The 2014 Oscar race may have already begun as the trailer for Tommy Lee Jones’ The Homesman was just released. The film, which will debut at this year’s Cannes Film Festival, stars Hilary Swank as a frontier woman in the 1850’s who enlists Jones to help her safely transport three mentally ill women back East in order to receive proper care. As they go against the stream of settlers pushing Westward, they face the threats of criminals, territorial Native Americans, and the harsh elements of winter.

The Homesman, which is based on Glendon Swarthout’s epic Western novel by the same name, features a stellar cast which also includes Meryl Streep(!), John Lithgow, James Spader, William Fichtner and Jesse Plemons (who is poised to become Friday Night Lights' biggest breakout star). The three women whom Swank and Jones set off on their journey to aid are played by the talented Grace Gummer (Streep's real-life daughter), Miranda Otto, and Sonja Richter.

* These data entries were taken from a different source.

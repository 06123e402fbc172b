use std::sync::atomic::{AtomicU64, Ordering};
use std::sync::Arc;
use std::time::Duration;

use parking_lot::{Condvar, Mutex};

use super::format::SampleFormat;
use super::ring_buffer::RingBuffer;

/// Pull side of the decoded-audio stream.
///
/// `chunk_or_silence` runs on the real-time thread and must not block beyond
/// what it needs to copy samples. `wait_for_chunk` and `discard` are only
/// called from the render worker.
pub trait PcmSource: Send + Sync {
    fn format(&self) -> SampleFormat;

    /// Block until data is available or `timeout` elapses.
    fn wait_for_chunk(&self, timeout: Duration) -> bool;

    /// Fill `out` with `frames` interleaved frames meant to be heard `delay`
    /// from now. Returns `false` and writes silence when no data is ready.
    fn chunk_or_silence(&self, out: &mut [f32], delay: Duration, frames: usize) -> bool;

    /// Drop everything buffered.
    fn discard(&self);
}

/// Built-in [`PcmSource`] backed by the lock-free [`RingBuffer`], fed through
/// a single [`PcmProducer`].
pub struct RingPcmSource {
    format: SampleFormat,
    ring: RingBuffer,
    ready_lock: Mutex<()>,
    ready: Condvar,
    last_delay_us: AtomicU64,
}

/// Write side of a [`RingPcmSource`]. There is exactly one per source.
pub struct PcmProducer {
    source: Arc<RingPcmSource>,
}

impl RingPcmSource {
    /// Create a source holding up to `capacity_ms` of audio.
    pub fn new(format: SampleFormat, capacity_ms: u64) -> (Arc<Self>, PcmProducer) {
        let source = Arc::new(Self {
            format,
            ring: RingBuffer::with_min_capacity(requested_samples(&format, capacity_ms)),
            ready_lock: Mutex::new(()),
            ready: Condvar::new(),
            last_delay_us: AtomicU64::new(0),
        });
        let producer = PcmProducer {
            source: source.clone(),
        };
        (source, producer)
    }

    /// Samples a source created with `capacity_ms` holds at most.
    pub fn capacity_samples(format: &SampleFormat, capacity_ms: u64) -> usize {
        RingBuffer::usable_for(requested_samples(format, capacity_ms))
    }

    /// Buffered audio in whole frames.
    pub fn buffered_frames(&self) -> usize {
        self.ring.available_read() / self.format.channels as usize
    }

    /// Playout delay requested by the most recent pull.
    pub fn last_delay(&self) -> Duration {
        Duration::from_micros(self.last_delay_us.load(Ordering::Relaxed))
    }
}

fn requested_samples(format: &SampleFormat, capacity_ms: u64) -> usize {
    format.ms_to_frames(capacity_ms.max(1)) as usize * format.channels as usize
}

impl PcmSource for RingPcmSource {
    fn format(&self) -> SampleFormat {
        self.format
    }

    fn wait_for_chunk(&self, timeout: Duration) -> bool {
        if self.ring.available_read() > 0 {
            return true;
        }
        let mut lock = self.ready_lock.lock();
        if self.ring.available_read() > 0 {
            return true;
        }
        self.ready.wait_for(&mut lock, timeout);
        self.ring.available_read() > 0
    }

    fn chunk_or_silence(&self, out: &mut [f32], delay: Duration, frames: usize) -> bool {
        self.last_delay_us
            .store(delay.as_micros() as u64, Ordering::Relaxed);
        let wanted = (frames * self.format.channels as usize).min(out.len());
        if self.ring.available_read() < wanted {
            out.fill(0.0);
            return false;
        }
        let read = self.ring.read(&mut out[..wanted]);
        out[read..].fill(0.0);
        true
    }

    fn discard(&self) {
        let dropped = self.ring.discard();
        if dropped > 0 {
            log::debug!("Discarded {} buffered samples", dropped);
        }
    }
}

impl PcmProducer {
    pub fn format(&self) -> SampleFormat {
        self.source.format
    }

    /// Append interleaved samples. Returns how many were accepted.
    pub fn push(&mut self, samples: &[f32]) -> usize {
        let written = self.source.ring.write(samples);
        if written > 0 {
            let _lock = self.source.ready_lock.lock();
            self.source.ready.notify_all();
        }
        written
    }

    /// Append interleaved signed 16-bit samples.
    pub fn push_s16(&mut self, samples: &[i16]) -> usize {
        let mut scratch = [0.0f32; 512];
        let mut total = 0;
        for chunk in samples.chunks(scratch.len()) {
            for (dst, src) in scratch.iter_mut().zip(chunk) {
                *dst = *src as f32 / 32768.0;
            }
            let written = self.push(&scratch[..chunk.len()]);
            total += written;
            if written < chunk.len() {
                break;
            }
        }
        total
    }

    /// Free space in samples.
    pub fn available(&self) -> usize {
        self.source.ring.available_write()
    }
}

What is most intriguing about this film is the dynamic between Swank’s Mary Bee Cuddy and Jones’ George Briggs, who are seemingly at odds with one another until they unite in order to save women the world would otherwise discard. What’s more fascinating about the story is that Cuddy doesn’t need to be “saved by a man,” rather she demands that Briggs helps her after she saves his life so that they can do right by these women. It’s a power dynamic that is so rarely explored in film, let alone in Westerns.

It looks like the Western drama has some new voices and stories unfolding, finally giving the genre a remodeling that it so sorely needed.